Please give you suggestion.  
--
Thanks & regards,
JENISH VYAS


Re: Performance issue with Insert

От
"Kevin Grittner"
Дата:
Jenish <jenishvyas@gmail.com> wrote:

> I am using postgres 8.4.x

With x being what?  On what OS and hardware?

> Table is having 3 before insert trigger and one after insert
> trigger.
>
> With all triggers enable it is inserting only 4-5 record per
> second.
>
> But if I disable after insert trigger it is able to insert 667
> records per second.

http://wiki.postgresql.org/wiki/SlowQueryQuestions

> After insert trigger is recursive trigger.

So are you counting only the top level inserts or also the ones
generated by the recursive inserts?

> My question.
>
> How to avoid the bottleneck?

First you need to find out what the bottleneck is.

> Parallel processing is possible in Postgres? How?

To achieve parallel processing in PostgreSQL you need to use
multiple connections.

-Kevin

Re: Performance issue with Insert

От
Jenish
Дата:
Hi,

DB : POSTGRES 8.4.8
OS  : Debian
HD : SAS 10k rpm

Shared_buffer is 4096 25 % of RAM , effective_cache is 8GB 75% of RAM

After insert trigger is again calling 2 more trigger and insert record in another table depends on condition.

with all trigger enable there are 8 insert and 32 updates(approx. update is depends on hierarchy)

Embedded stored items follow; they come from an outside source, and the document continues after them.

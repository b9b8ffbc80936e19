// SPDX-License-Identifier: AGPL-3.0-or-later
//
// Copyright (C) 2026 Relational Network

//! # Authentication Module
//!
//! Token sessions for the Files Manager API.
//!
//! ## Auth Flow
//!
//! 1. Client calls `GET /connect` with `Authorization: Basic base64(email:password)`
//! 2. Server:
//!    - Looks the user up by email in the credential store
//!    - Verifies the password against the stored Argon2 hash
//!    - Mints a random token and stores `auth_<token> → user_id` with a 24h TTL
//! 3. Client sends `X-Token: <token>` on protected endpoints
//! 4. `GET /disconnect` deletes the session key
//!
//! ## Security
//!
//! - Tokens carry 256 bits from the OS CSPRNG
//! - Sessions have a fixed lifetime; resolving a token never extends it
//! - All credential and token failures surface as one `Unauthorized`
//! - Plaintext passwords are never logged or stored

pub mod credentials;
pub mod error;
pub mod extractor;
pub mod manager;
pub mod password;
pub mod token;

pub use credentials::BasicCredentials;
pub use error::AuthError;
pub use extractor::{Auth, AuthenticatedUser, BasicAuth, OptionalAuth, TOKEN_HEADER};
pub use manager::{AuthManager, DEFAULT_SESSION_TTL};
pub use token::SessionToken;
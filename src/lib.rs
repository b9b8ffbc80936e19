// SPDX-License-Identifier: AGPL-3.0-or-later
//
// Copyright (C) 2026 Relational Network

//! Files Manager - User Accounts and File Objects over HTTP
//!
//! Users register with an email and password, exchange basic credentials
//! for a session token, and manage a tree of folders, files and images.
//! Files are private to their owner until published.
//!
//! ## Modules
//!
//! - `api` - HTTP API handlers (Axum)
//! - `auth` - Sessions, credentials and request extractors
//! - `access` - Read and visibility rules for files
//! - `storage` - Document database, session store and blob store
//! - `sweeper` - Expired session cleanup for the in-memory backend

pub mod access;
pub mod api;
pub mod auth;
pub mod config;
pub mod error;
pub mod models;
pub mod state;
pub mod storage;
pub mod sweeper;
pub mod telemetry;
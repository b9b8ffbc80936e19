// SPDX-License-Identifier: AGPL-3.0-or-later
//
// Copyright (C) 2026 Relational Network

use tracing_subscriber::EnvFilter;

use crate::config::LogFormat;

/// Filter used when `RUST_LOG` is unset.
pub const DEFAULT_LOG_FILTER: &str = "info,tower_http=debug";

/// Install the global subscriber. Call once, before anything logs.
pub fn init_tracing(format: LogFormat) {
    let filter =
        EnvFilter::try_from_default_env().unwrap_or_else(|_| EnvFilter::new(DEFAULT_LOG_FILTER));

    let builder = tracing_subscriber::fmt().with_env_filter(filter);
    match format {
        LogFormat::Json => builder.json().with_current_span(false).init(),
        LogFormat::Pretty => builder.init(),
    }
}
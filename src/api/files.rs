// SPDX-License-Identifier: AGPL-3.0-or-later
//
// Copyright (C) 2026 Relational Network

//! File endpoints.
//!
//! Reads go through [`can_read`](crate::access::can_read) and visibility
//! changes through [`can_modify_visibility`](crate::access::can_modify_visibility).
//! A refused request answers exactly like a missing file.

use axum::{
    extract::{Path, Query, State},
    http::{header, StatusCode},
    response::{IntoResponse, Response},
    Json,
};
use base64ct::{Base64, Encoding};
use chrono::Utc;
use serde::Deserialize;
use utoipa::IntoParams;

use crate::{
    access::{AccessCheck, VisibilityChange},
    auth::{Auth, OptionalAuth},
    error::{ApiError, JsonBody},
    models::{CreateFileRequest, FileMetadata, FileResponse, FileType},
    state::AppState,
    storage::StoreError,
};

/// Files per page in `GET /files`.
pub const PAGE_SIZE: usize = 20;

#[derive(Debug, Default, Deserialize, IntoParams)]
#[serde(rename_all = "camelCase")]
#[into_params(parameter_in = Query)]
pub struct ListFilesQuery {
    /// Parent folder id; absent or `0` lists the root.
    pub parent_id: Option<String>,
    /// 0-based page index.
    pub page: Option<String>,
}

/// Create a folder, or upload a file or image.
#[utoipa::path(
    post,
    path = "/files",
    tag = "Files",
    security(("x_token" = [])),
    request_body = CreateFileRequest,
    responses(
        (status = 201, description = "File created", body = FileResponse),
        (status = 400, description = "Validation failed"),
        (status = 401, description = "Unauthorized"),
    )
)]
pub async fn post_upload(
    Auth(user): Auth,
    State(state): State<AppState>,
    JsonBody(request): JsonBody<CreateFileRequest>,
) -> Result<(StatusCode, Json<FileResponse>), ApiError> {
    let name = request
        .name
        .filter(|n| !n.is_empty())
        .ok_or_else(|| ApiError::bad_request("Missing name"))?;
    let file_type = request
        .file_type
        .as_deref()
        .and_then(FileType::parse)
        .ok_or_else(|| ApiError::bad_request("Missing type"))?;

    let content = if file_type.is_folder() {
        None
    } else {
        let data = request
            .data
            .ok_or_else(|| ApiError::bad_request("Missing data"))?;
        let bytes = Base64::decode_vec(data.trim())
            .map_err(|_| ApiError::bad_request("Invalid data"))?;
        Some(bytes)
    };

    // Someone else's node answers like a missing one.
    if let Some(parent_id) = request.parent_id.as_deref() {
        let parent = state
            .files
            .find_file_by_id(parent_id)
            .await?
            .children_addable_by(&user.user_id)
            .map_err(|_| ApiError::bad_request("Parent not found"))?;
        if !parent.file_type.is_folder() {
            return Err(ApiError::bad_request("Parent is not a folder"));
        }
    }

    let local_path = match content {
        Some(bytes) => Some(state.blobs.put(&bytes).await?),
        None => None,
    };

    let file = FileMetadata {
        id: uuid::Uuid::new_v4().to_string(),
        owner_id: user.user_id,
        name,
        file_type,
        is_public: request.is_public.unwrap_or(false),
        parent_id: request.parent_id,
        local_path,
        created_at: Utc::now(),
    };

    if let Err(e) = state.files.insert_file(&file).await {
        if let Some(key) = file.local_path.as_deref() {
            if let Err(cleanup) = state.blobs.delete(key).await {
                tracing::warn!(error = %cleanup, key, "could not remove orphaned blob");
            }
        }
        return Err(match e {
            // Parent removed between the check and the insert.
            StoreError::NotFound(_) => ApiError::bad_request("Parent not found"),
            e => e.into(),
        });
    }

    tracing::info!(file_id = %file.id, owner = %file.owner_id, kind = ?file.file_type, "file created");
    Ok((StatusCode::CREATED, Json(file.into())))
}

/// Get one file's metadata.
#[utoipa::path(
    get,
    path = "/files/{id}",
    tag = "Files",
    security(("x_token" = [])),
    params(("id" = String, Path, description = "File id")),
    responses(
        (status = 200, description = "File metadata", body = FileResponse),
        (status = 401, description = "Unauthorized"),
        (status = 404, description = "Not found"),
    )
)]
pub async fn get_show(
    Auth(user): Auth,
    State(state): State<AppState>,
    Path(id): Path<String>,
) -> Result<Json<FileResponse>, ApiError> {
    let file = state
        .files
        .find_file_by_id(&id)
        .await?
        .readable_by(Some(&user.user_id))?;
    Ok(Json(file.into()))
}

/// List the caller's files under a folder, one page at a time.
#[utoipa::path(
    get,
    path = "/files",
    tag = "Files",
    security(("x_token" = [])),
    params(ListFilesQuery),
    responses(
        (status = 200, description = "One page of files", body = [FileResponse]),
        (status = 401, description = "Unauthorized"),
    )
)]
pub async fn get_index(
    Auth(user): Auth,
    State(state): State<AppState>,
    Query(query): Query<ListFilesQuery>,
) -> Result<Json<Vec<FileResponse>>, ApiError> {
    let parent_id = query
        .parent_id
        .as_deref()
        .filter(|p| !p.is_empty() && *p != "0");
    let page = query
        .page
        .as_deref()
        .and_then(|p| p.trim().parse::<usize>().ok())
        .unwrap_or(0);

    let files = state
        .files
        .list_files(&user.user_id, parent_id, page, PAGE_SIZE)
        .await?;
    Ok(Json(files.into_iter().map(FileResponse::from).collect()))
}

#[utoipa::path(
    put,
    path = "/files/{id}/publish",
    tag = "Files",
    security(("x_token" = [])),
    params(("id" = String, Path, description = "File id")),
    responses(
        (status = 200, description = "File is now public", body = FileResponse),
        (status = 401, description = "Unauthorized"),
        (status = 404, description = "Not found"),
    )
)]
pub async fn put_publish(
    auth: Auth,
    state: State<AppState>,
    id: Path<String>,
) -> Result<Json<FileResponse>, ApiError> {
    set_visibility(auth, state, id, VisibilityChange::Publish).await
}

#[utoipa::path(
    put,
    path = "/files/{id}/unpublish",
    tag = "Files",
    security(("x_token" = [])),
    params(("id" = String, Path, description = "File id")),
    responses(
        (status = 200, description = "File is now private", body = FileResponse),
        (status = 401, description = "Unauthorized"),
        (status = 404, description = "Not found"),
    )
)]
pub async fn put_unpublish(
    auth: Auth,
    state: State<AppState>,
    id: Path<String>,
) -> Result<Json<FileResponse>, ApiError> {
    set_visibility(auth, state, id, VisibilityChange::Unpublish).await
}

async fn set_visibility(
    Auth(user): Auth,
    State(state): State<AppState>,
    Path(id): Path<String>,
    change: VisibilityChange,
) -> Result<Json<FileResponse>, ApiError> {
    state
        .files
        .find_file_by_id(&id)
        .await?
        .visibility_mutable_by(&user.user_id)?;

    let updated = match state.files.update_visibility(&id, change.target()).await {
        Ok(file) => file,
        Err(StoreError::NotFound(_)) => return Err(ApiError::not_found("Not found")),
        Err(e) => return Err(e.into()),
    };

    tracing::info!(file_id = %id, ?change, "visibility changed");
    Ok(Json(updated.into()))
}

/// Serve a file's content.
///
/// Public files need no token. A bad token is treated as no token.
#[utoipa::path(
    get,
    path = "/files/{id}/data",
    tag = "Files",
    params(("id" = String, Path, description = "File id")),
    responses(
        (status = 200, description = "Raw file content"),
        (status = 400, description = "A folder doesn't have content"),
        (status = 404, description = "Not found"),
    )
)]
pub async fn get_file(
    OptionalAuth(user): OptionalAuth,
    State(state): State<AppState>,
    Path(id): Path<String>,
) -> Result<Response, ApiError> {
    let caller = user.as_ref().map(|u| &u.user_id);
    let file = state
        .files
        .find_file_by_id(&id)
        .await?
        .readable_by(caller)?;

    if file.file_type.is_folder() {
        return Err(ApiError::bad_request("A folder doesn't have content"));
    }

    let Some(key) = file.local_path.as_deref() else {
        return Err(ApiError::not_found("Not found"));
    };
    let Some(bytes) = state.blobs.get(key).await? else {
        tracing::warn!(file_id = %file.id, "content missing from blob store");
        return Err(ApiError::not_found("Not found"));
    };

    let mime = mime_guess::from_path(&file.name).first_or_octet_stream();
    Ok(([(header::CONTENT_TYPE, mime.essence_str().to_string())], bytes).into_response())
}
// SPDX-License-Identifier: AGPL-3.0-or-later
//
// Copyright (C) 2026 Relational Network

//! File content storage.
//!
//! Contents are opaque to the rest of the service: a blob goes in, a key
//! comes out, and the key is kept on the file's metadata.

use std::collections::HashMap;
use std::io;
use std::path::PathBuf;
use std::sync::Mutex;

use async_trait::async_trait;

use super::{BlobStore, StoreError, StoreResult};

/// Blobs as files in a local directory, one UUID-named file per blob.
///
/// The key handed out is the absolute path of the written file.
#[derive(Debug, Clone)]
pub struct LocalBlobStore {
    root: PathBuf,
}

impl LocalBlobStore {
    pub fn new(root: impl Into<PathBuf>) -> Self {
        Self { root: root.into() }
    }

    /// Only keys under `root` are served.
    fn resolve(&self, key: &str) -> Option<PathBuf> {
        let path = PathBuf::from(key);
        if path.starts_with(&self.root) && !key.contains("..") {
            Some(path)
        } else {
            None
        }
    }
}

#[async_trait]
impl BlobStore for LocalBlobStore {
    async fn put(&self, data: &[u8]) -> StoreResult<String> {
        tokio::fs::create_dir_all(&self.root).await?;
        let path = self.root.join(uuid::Uuid::new_v4().to_string());
        tokio::fs::write(&path, data).await?;
        Ok(path.to_string_lossy().into_owned())
    }

    async fn get(&self, key: &str) -> StoreResult<Option<Vec<u8>>> {
        let Some(path) = self.resolve(key) else {
            tracing::warn!(key, "blob key outside the blob directory");
            return Ok(None);
        };
        match tokio::fs::read(&path).await {
            Ok(bytes) => Ok(Some(bytes)),
            Err(e) if e.kind() == io::ErrorKind::NotFound => Ok(None),
            Err(e) => Err(StoreError::Io(e)),
        }
    }

    async fn delete(&self, key: &str) -> StoreResult<()> {
        let Some(path) = self.resolve(key) else {
            tracing::warn!(key, "blob key outside the blob directory");
            return Ok(());
        };
        match tokio::fs::remove_file(&path).await {
            Ok(()) => Ok(()),
            Err(e) if e.kind() == io::ErrorKind::NotFound => Ok(()),
            Err(e) => Err(StoreError::Io(e)),
        }
    }
}

/// Blobs held in process memory.
#[derive(Default)]
pub struct MemoryBlobStore {
    blobs: Mutex<HashMap<String, Vec<u8>>>,
}

impl MemoryBlobStore {
    pub fn new() -> Self {
        Self::default()
    }

    pub fn len(&self) -> usize {
        self.blobs.lock().map(|b| b.len()).unwrap_or(0)
    }

    pub fn is_empty(&self) -> bool {
        self.len() == 0
    }

    fn lock(&self) -> StoreResult<std::sync::MutexGuard<'_, HashMap<String, Vec<u8>>>> {
        self.blobs
            .lock()
            .map_err(|_| StoreError::Unavailable("blob lock poisoned".into()))
    }
}

#[async_trait]
impl BlobStore for MemoryBlobStore {
    async fn put(&self, data: &[u8]) -> StoreResult<String> {
        let key = uuid::Uuid::new_v4().to_string();
        self.lock()?.insert(key.clone(), data.to_vec());
        Ok(key)
    }

    async fn get(&self, key: &str) -> StoreResult<Option<Vec<u8>>> {
        Ok(self.lock()?.get(key).cloned())
    }

    async fn delete(&self, key: &str) -> StoreResult<()> {
        self.lock()?.remove(key);
        Ok(())
    }
}

#[cfg(test)]
mod tests {
    use super::*;
    use std::path::Path;

    #[tokio::test]
    async fn local_put_and_get() {
        let dir = tempfile::tempdir().unwrap();
        let root = dir.path().join("files");
        let store = LocalBlobStore::new(&root);

        let key = store.put(b"Hello Webstack!").await.unwrap();
        assert!(Path::new(&key).starts_with(&root));

        let data = store.get(&key).await.unwrap();
        assert_eq!(data.as_deref(), Some(&b"Hello Webstack!"[..]));
    }

    #[tokio::test]
    async fn local_missing_blob_is_none() {
        let dir = tempfile::tempdir().unwrap();
        let store = LocalBlobStore::new(dir.path());
        let key = dir.path().join("does-not-exist");

        assert!(store.get(&key.to_string_lossy()).await.unwrap().is_none());
    }

    #[tokio::test]
    async fn local_rejects_keys_outside_root() {
        let dir = tempfile::tempdir().unwrap();
        let root = dir.path().join("files");
        let store = LocalBlobStore::new(&root);

        assert!(store.get("/etc/passwd").await.unwrap().is_none());
        let sneaky = format!("{}/../secret", root.display());
        assert!(store.get(&sneaky).await.unwrap().is_none());
    }

    #[tokio::test]
    async fn local_delete_removes_file_and_is_idempotent() {
        let dir = tempfile::tempdir().unwrap();
        let store = LocalBlobStore::new(dir.path().join("files"));

        let key = store.put(b"temporary").await.unwrap();
        store.delete(&key).await.unwrap();
        assert!(!Path::new(&key).exists());
        assert!(store.get(&key).await.unwrap().is_none());

        store.delete(&key).await.unwrap();
    }

    #[tokio::test]
    async fn memory_delete() {
        let store = MemoryBlobStore::new();
        let key = store.put(b"abc").await.unwrap();
        store.delete(&key).await.unwrap();
        assert!(store.get(&key).await.unwrap().is_none());
        assert!(store.is_empty());
    }

    #[tokio::test]
    async fn memory_put_and_get() {
        let store = MemoryBlobStore::new();
        let key = store.put(b"abc").await.unwrap();
        assert_eq!(store.get(&key).await.unwrap(), Some(b"abc".to_vec()));
        assert!(store.get("other").await.unwrap().is_none());
    }
}
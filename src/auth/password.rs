// SPDX-License-Identifier: AGPL-3.0-or-later
//
// Copyright (C) 2026 Relational Network

//! Password hashing (Argon2id, PHC string format).

use std::sync::LazyLock;

use argon2::{
    password_hash::{rand_core::OsRng, PasswordHash, PasswordHasher, PasswordVerifier, SaltString},
    Argon2,
};

#[derive(Debug, thiserror::Error)]
#[error("password hashing failed: {0}")]
pub struct PasswordError(String);

/// Hash a password with a fresh random salt.
pub fn hash_password(password: &str) -> Result<String, PasswordError> {
    let salt = SaltString::generate(&mut OsRng);
    Argon2::default()
        .hash_password(password.as_bytes(), &salt)
        .map(|hash| hash.to_string())
        .map_err(|e| PasswordError(e.to_string()))
}

/// Check a password against a stored PHC string.
///
/// An unparseable stored hash never verifies.
pub fn verify_password(stored_hash: &str, password: &str) -> bool {
    match PasswordHash::new(stored_hash) {
        Ok(parsed) => Argon2::default()
            .verify_password(password.as_bytes(), &parsed)
            .is_ok(),
        Err(e) => {
            tracing::warn!(error = %e, "stored password hash is not a valid PHC string");
            false
        }
    }
}

/// Valid hash that no login is expected to match, checked when the email is
/// unknown so both rejections cost one Argon2 verification.
static DECOY_HASH: LazyLock<Option<String>> =
    LazyLock::new(|| hash_password("decoy-password-never-issued").ok());

/// Check a password against the stored hash of a user, or against a decoy
/// hash when there is no such user. `None` never verifies.
pub fn verify_password_or_decoy(stored_hash: Option<&str>, password: &str) -> bool {
    match stored_hash {
        Some(hash) => verify_password(hash, password),
        None => {
            if let Some(decoy) = DECOY_HASH.as_deref() {
                verify_password(decoy, password);
            }
            false
        }
    }
}

#[cfg(test)]
mod tests {
    use super::*;

    #[test]
    fn hash_is_not_plaintext_and_verifies() {
        let hash = hash_password("secret1").unwrap();
        assert!(!hash.contains("secret1"));
        assert!(hash.starts_with("$argon2"));
        assert!(verify_password(&hash, "secret1"));
        assert!(!verify_password(&hash, "secret2"));
    }

    #[test]
    fn salts_differ() {
        assert_ne!(hash_password("same").unwrap(), hash_password("same").unwrap());
    }

    #[test]
    fn decoy_is_a_real_hash() {
        let decoy = DECOY_HASH.as_deref().expect("decoy hash is built");
        assert!(PasswordHash::new(decoy).is_ok());
        assert!(!verify_password(decoy, "secret1"));
    }

    #[test]
    fn missing_user_never_verifies() {
        assert!(!verify_password_or_decoy(None, "secret1"));
        assert!(!verify_password_or_decoy(None, "decoy-password-never-issued"));

        let hash = hash_password("secret1").unwrap();
        assert!(verify_password_or_decoy(Some(&hash), "secret1"));
    }

    #[test]
    fn garbage_hash_never_verifies() {
        assert!(!verify_password("not-a-phc-string", "anything"));
    }
}
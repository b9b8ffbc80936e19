// SPDX-License-Identifier: AGPL-3.0-or-later
//
// Copyright (C) 2026 Relational Network

//! Basic-auth credential decoding.

use base64ct::{Base64, Encoding};

/// An `email:password` pair decoded from a basic-auth payload.
///
/// `Debug` hides the password.
pub struct BasicCredentials {
    pub email: String,
    pub password: String,
}

impl std::fmt::Debug for BasicCredentials {
    fn fmt(&self, f: &mut std::fmt::Formatter<'_>) -> std::fmt::Result {
        f.debug_struct("BasicCredentials")
            .field("email", &self.email)
            .field("password", &"<redacted>")
            .finish()
    }
}

impl BasicCredentials {
    /// Decode `base64("email:password")`.
    ///
    /// Splits on the first `:`, so passwords may contain colons. Returns
    /// `None` for invalid base64, non-UTF-8 payloads, a missing separator or
    /// an empty email.
    pub fn decode(encoded: &str) -> Option<Self> {
        let bytes = Base64::decode_vec(encoded.trim()).ok()?;
        let decoded = String::from_utf8(bytes).ok()?;
        let (email, password) = decoded.split_once(':')?;
        if email.is_empty() {
            return None;
        }
        Some(Self {
            email: email.to_string(),
            password: password.to_string(),
        })
    }

    /// Strip the `Basic ` scheme from an `Authorization` header value.
    pub fn payload_from_header(header: &str) -> Option<&str> {
        let (scheme, payload) = header.trim().split_once(' ')?;
        scheme.eq_ignore_ascii_case("basic").then_some(payload.trim())
    }
}
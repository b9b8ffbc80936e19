// SPDX-License-Identifier: AGPL-3.0-or-later
//
// Copyright (C) 2026 Relational Network

//! Access control for file resources.
//!
//! Pure predicates over an already-resolved caller and already-fetched
//! metadata. Nothing here touches a store or suspends, so the decisions can
//! be tested without any backend.
//!
//! | Operation | Owner | Other user | Anonymous |
//! |-----------|-------|------------|-----------|
//! | read private file | yes | no | no |
//! | read public file | yes | yes | yes |
//! | publish / unpublish | yes | no | no |
//! | create inside a folder | yes | no | no |

use crate::models::{FileMetadata, UserId};

/// Trait for resources that have an owner.
pub trait OwnedResource {
    /// Get the owner's user ID.
    fn owner_id(&self) -> &UserId;
}

/// Trait for resources that may be shared publicly.
pub trait SharedResource: OwnedResource {
    fn is_public(&self) -> bool;
}

impl OwnedResource for FileMetadata {
    fn owner_id(&self) -> &UserId {
        &self.owner_id
    }
}

impl SharedResource for FileMetadata {
    fn is_public(&self) -> bool {
        self.is_public
    }
}

/// Whether `caller` (or an anonymous caller, for `None`) may read `resource`.
pub fn can_read<R: SharedResource>(caller: Option<&UserId>, resource: &R) -> bool {
    resource.is_public() || caller.is_some_and(|id| id == resource.owner_id())
}

/// Whether `caller` may publish or unpublish `resource`. Owner only,
/// whatever the current visibility.
pub fn can_modify_visibility<R: OwnedResource>(caller: &UserId, resource: &R) -> bool {
    caller == resource.owner_id()
}

/// Whether `caller` may create entries under `folder`. Owner only; a
/// public folder is readable by others but stays writable by its owner alone.
pub fn can_add_child<R: OwnedResource>(caller: &UserId, folder: &R) -> bool {
    caller == folder.owner_id()
}

/// Visibility transitions of a file: `Private ⇄ Public`.
#[derive(Debug, Clone, Copy, PartialEq, Eq)]
pub enum VisibilityChange {
    Publish,
    Unpublish,
}

impl VisibilityChange {
    /// Value of `is_public` after the transition.
    pub fn target(self) -> bool {
        matches!(self, VisibilityChange::Publish)
    }
}

/// Refusal of a file operation.
///
/// Carries no detail: a denied file and a missing file must be
/// indistinguishable to the caller.
#[derive(Debug, Clone, Copy, PartialEq, Eq, thiserror::Error)]
#[error("Not found")]
pub struct AccessDenied;

/// Extension trait applying the predicates to a registry lookup result.
///
/// A missing record and a refused one both become [`AccessDenied`].
pub trait AccessCheck<T> {
    /// Return the resource if `caller` may read it.
    fn readable_by(self, caller: Option<&UserId>) -> Result<T, AccessDenied>;

    /// Return the resource if `caller` may change its visibility.
    fn visibility_mutable_by(self, caller: &UserId) -> Result<T, AccessDenied>;

    /// Return the resource if `caller` may create entries under it.
    fn children_addable_by(self, caller: &UserId) -> Result<T, AccessDenied>;
}

impl<T: SharedResource> AccessCheck<T> for Option<T> {
    fn readable_by(self, caller: Option<&UserId>) -> Result<T, AccessDenied> {
        match self {
            Some(resource) if can_read(caller, &resource) => Ok(resource),
            _ => Err(AccessDenied),
        }
    }

    fn visibility_mutable_by(self, caller: &UserId) -> Result<T, AccessDenied> {
        match self {
            Some(resource) if can_modify_visibility(caller, &resource) => Ok(resource),
            _ => Err(AccessDenied),
        }
    }

    fn children_addable_by(self, caller: &UserId) -> Result<T, AccessDenied> {
        match self {
            Some(resource) if can_add_child(caller, &resource) => Ok(resource),
            _ => Err(AccessDenied),
        }
    }
}

#[cfg(test)]
mod tests {
    use super::*;
    use crate::models::FileType;
    use chrono::Utc;

    fn file(owner: &str, is_public: bool) -> FileMetadata {
        FileMetadata {
            id: "F1".to_string(),
            owner_id: UserId::from(owner),
            name: "report.txt".to_string(),
            file_type: FileType::File,
            is_public,
            parent_id: None,
            local_path: None,
            created_at: Utc::now(),
        }
    }

    #[test]
    fn public_file_readable_by_anyone() {
        let f = file("alice", true);
        assert!(can_read(None, &f));
        assert!(can_read(Some(&UserId::from("bob")), &f));
        assert!(can_read(Some(&UserId::from("alice")), &f));
    }

    #[test]
    fn private_file_readable_by_owner_only() {
        let f = file("alice", false);
        assert!(can_read(Some(&UserId::from("alice")), &f));
        assert!(!can_read(Some(&UserId::from("bob")), &f));
        assert!(!can_read(None, &f));
    }

    #[test]
    fn only_owner_modifies_visibility() {
        for is_public in [false, true] {
            let f = file("alice", is_public);
            assert!(can_modify_visibility(&UserId::from("alice"), &f));
            assert!(!can_modify_visibility(&UserId::from("bob"), &f));
        }
    }

    #[test]
    fn publish_scenario() {
        let alice = UserId::from("alice");
        let bob = UserId::from("bob");
        let mut f1 = file("alice", false);

        assert!(!can_read(Some(&bob), &f1));
        assert!(!can_modify_visibility(&bob, &f1));

        assert!(can_modify_visibility(&alice, &f1));
        f1.is_public = VisibilityChange::Publish.target();

        assert!(can_read(Some(&bob), &f1));
        assert!(!can_modify_visibility(&bob, &f1));

        f1.is_public = VisibilityChange::Unpublish.target();
        assert!(!can_read(Some(&bob), &f1));
    }

    #[test]
    fn access_check_treats_missing_and_denied_alike() {
        let bob = UserId::from("bob");

        let missing: Option<FileMetadata> = None;
        assert_eq!(missing.readable_by(Some(&bob)), Err(AccessDenied));

        let private = Some(file("alice", false));
        assert_eq!(private.readable_by(Some(&bob)), Err(AccessDenied));

        let public = Some(file("alice", true));
        assert!(public.clone().readable_by(None).is_ok());
        assert_eq!(public.visibility_mutable_by(&bob), Err(AccessDenied));
    }

    #[test]
    fn only_owner_adds_children_even_to_public_folders() {
        let alice = UserId::from("alice");
        let bob = UserId::from("bob");
        for is_public in [false, true] {
            let folder = Some(file("alice", is_public));
            assert_eq!(folder.clone().children_addable_by(&bob), Err(AccessDenied));
            assert!(folder.children_addable_by(&alice).is_ok());
        }
        let missing: Option<FileMetadata> = None;
        assert_eq!(missing.children_addable_by(&alice), Err(AccessDenied));
    }

    #[test]
    fn access_check_passes_owner() {
        let alice = UserId::from("alice");
        let f = Some(file("alice", false));
        assert!(f.clone().readable_by(Some(&alice)).is_ok());
        assert!(f.visibility_mutable_by(&alice).is_ok());
    }
}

Plz explain multiple connections. Current scenario application server is sending all requests.

-- 
Thanks & regards,
JENISH VYAS

On Mon, Jun 27, 2011 at 5:37 PM, Kevin Grittner <Kevin.Grittner@wicourts.gov> wrote:
Jenish <jenishvyas@gmail.com> wrote:

> I am using postgres 8.4.x

With x being what?  On what OS and hardware?

> Table is having 3 before insert trigger and one after insert
> trigger.
>
> With all triggers enable it is inserting only 4-5 record per
> second.
>
> But if I disable after insert trigger it is able to insert 667
> records per second.

http://wiki.postgresql.org/wiki/SlowQueryQuestions

> After insert trigger is recursive trigger.

So are you counting only the top level inserts or also the ones
generated by the recursive inserts?

> My question.
>
> How to avoid the bottleneck?

First you need to find out what the bottleneck is.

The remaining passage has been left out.